> **What you are asked to do**
Look for the word "Step" in the data below, and copy every line that holds it.

> **Records shown**
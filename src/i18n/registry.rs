//! Language registry: Single source of truth for all supported languages.
//!
//! The page is bilingual (English canonical, Chinese translation). The
//! registry is a singleton behind `OnceLock` so every part of the pipeline
//! agrees on the same language set.

use std::sync::OnceLock;

/// Configuration for a supported language.
#[derive(Debug, Clone)]
pub struct LanguageConfig {
    /// ISO 639-1 language code (e.g., "en", "zh")
    pub code: &'static str,

    /// English name of the language (e.g., "English", "Chinese")
    pub name: &'static str,

    /// Native name of the language (e.g., "English", "中文")
    pub native_name: &'static str,

    /// Label shown on the language toggle control while this language is active
    pub toggle_label: &'static str,

    /// Whether this is the canonical/source language (only one should be true)
    pub is_canonical: bool,

    /// Whether this language is enabled for use
    pub enabled: bool,
}

/// Global language registry singleton.
pub struct LanguageRegistry {
    languages: Vec<LanguageConfig>,
}

/// Global registry instance (initialized lazily)
static REGISTRY: OnceLock<LanguageRegistry> = OnceLock::new();

impl LanguageRegistry {
    /// Get the global language registry instance.
    pub fn get() -> &'static LanguageRegistry {
        REGISTRY.get_or_init(|| LanguageRegistry {
            languages: default_languages(),
        })
    }

    /// Get a language configuration by its code.
    pub fn get_by_code(&self, code: &str) -> Option<&LanguageConfig> {
        self.languages.iter().find(|lang| lang.code == code)
    }

    /// Get all enabled languages.
    pub fn list_enabled(&self) -> Vec<&LanguageConfig> {
        self.languages.iter().filter(|lang| lang.enabled).collect()
    }

    /// Get the canonical language configuration.
    ///
    /// The canonical language is the source language the datasets are
    /// authored in first (English). There should be exactly one.
    ///
    /// # Panics
    /// Panics if no canonical language is found or if multiple canonical
    /// languages are defined (this indicates a configuration error).
    pub fn canonical(&self) -> &LanguageConfig {
        let canonical_langs: Vec<_> = self
            .languages
            .iter()
            .filter(|lang| lang.is_canonical)
            .collect();

        match canonical_langs.len() {
            0 => panic!("No canonical language found in registry"),
            1 => canonical_langs[0],
            _ => panic!("Multiple canonical languages found in registry"),
        }
    }

    /// Check if a language code is supported and enabled.
    pub fn is_enabled(&self, code: &str) -> bool {
        self.get_by_code(code)
            .map(|lang| lang.enabled)
            .unwrap_or(false)
    }
}

/// Default language configurations: English (canonical) and Chinese.
fn default_languages() -> Vec<LanguageConfig> {
    vec![
        LanguageConfig {
            code: "en",
            name: "English",
            native_name: "English",
            toggle_label: "EN",
            is_canonical: true,
            enabled: true,
        },
        LanguageConfig {
            code: "zh",
            name: "Chinese",
            native_name: "中文",
            toggle_label: "中文",
            is_canonical: false,
            enabled: true,
        },
    ]
}
use anyhow::Result;
use sprint_plan_board::config::Config;
use sprint_plan_board::controller::PageController;
use sprint_plan_board::fetch;
use sprint_plan_board::i18n::{DatasetValidator, Language, ResolutionMetrics};
use sprint_plan_board::render;
use tracing::{debug, info, warn};

#[tokio::main]
async fn main() -> Result<()> {
    // Load .env file (ignored in production)
    let _ = dotenvy::dotenv();

    // Initialize logging
    tracing_subscriber::fmt()
        .with_env_filter(
            tracing_subscriber::EnvFilter::from_default_env()
                .add_directive("sprint_plan_board=info".parse()?),
        )
        .init();

    info!("Starting sprint plan board render job");

    // Load configuration from environment
    let config = Config::from_env()?;
    let default_language = Language::from_code(&config.default_language)?;

    // Step 1: Fetch both datasets (concurrently; a failure leaves the store
    // empty and the page degrades section by section)
    let store = fetch::load_datasets(&config).await;

    // Step 2: Check the translated datasets against the canonical one
    let canonical = Language::canonical();
    if let Some(canonical_dataset) = store.get(canonical) {
        for language in Language::enabled() {
            if language == canonical {
                continue;
            }
            let Some(dataset) = store.get(language) else {
                continue;
            };
            let report =
                DatasetValidator::validate(canonical_dataset.root(), dataset.root());
            for error in &report.errors {
                warn!("[{}] {}", language.code(), error);
            }
            for warning in &report.warnings {
                debug!("[{}] {}", language.code(), warning);
            }
            if report.is_clean() {
                info!("✓ {} dataset matches the canonical shape", language.code());
            }
        }
    }

    // Step 3: Render the page onto an in-memory surface
    info!("Rendering page in '{}'", default_language.code());
    let mut controller =
        PageController::new(store, default_language, render::standard_surface());
    controller.initialize();

    println!("{}", controller.surface().render_to_string());
    println!("Generated at {}", chrono::Utc::now().format("%Y-%m-%d %H:%M:%S UTC"));

    let report = ResolutionMetrics::global().report();
    debug!(
        "i18n resolution: {} hits, {} misses ({:.1}% hit rate), {} fallbacks",
        report.hits, report.misses, report.hit_rate, report.fallbacks
    );

    info!("Render complete");
    Ok(())
}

> **Answer to the exercise**
    // Step 1: Fetch both datasets (concurrently; a failure leaves the store
    // Step 2: Check the translated datasets against the canonical one
    // Step 3: Render the page onto an in-memory surface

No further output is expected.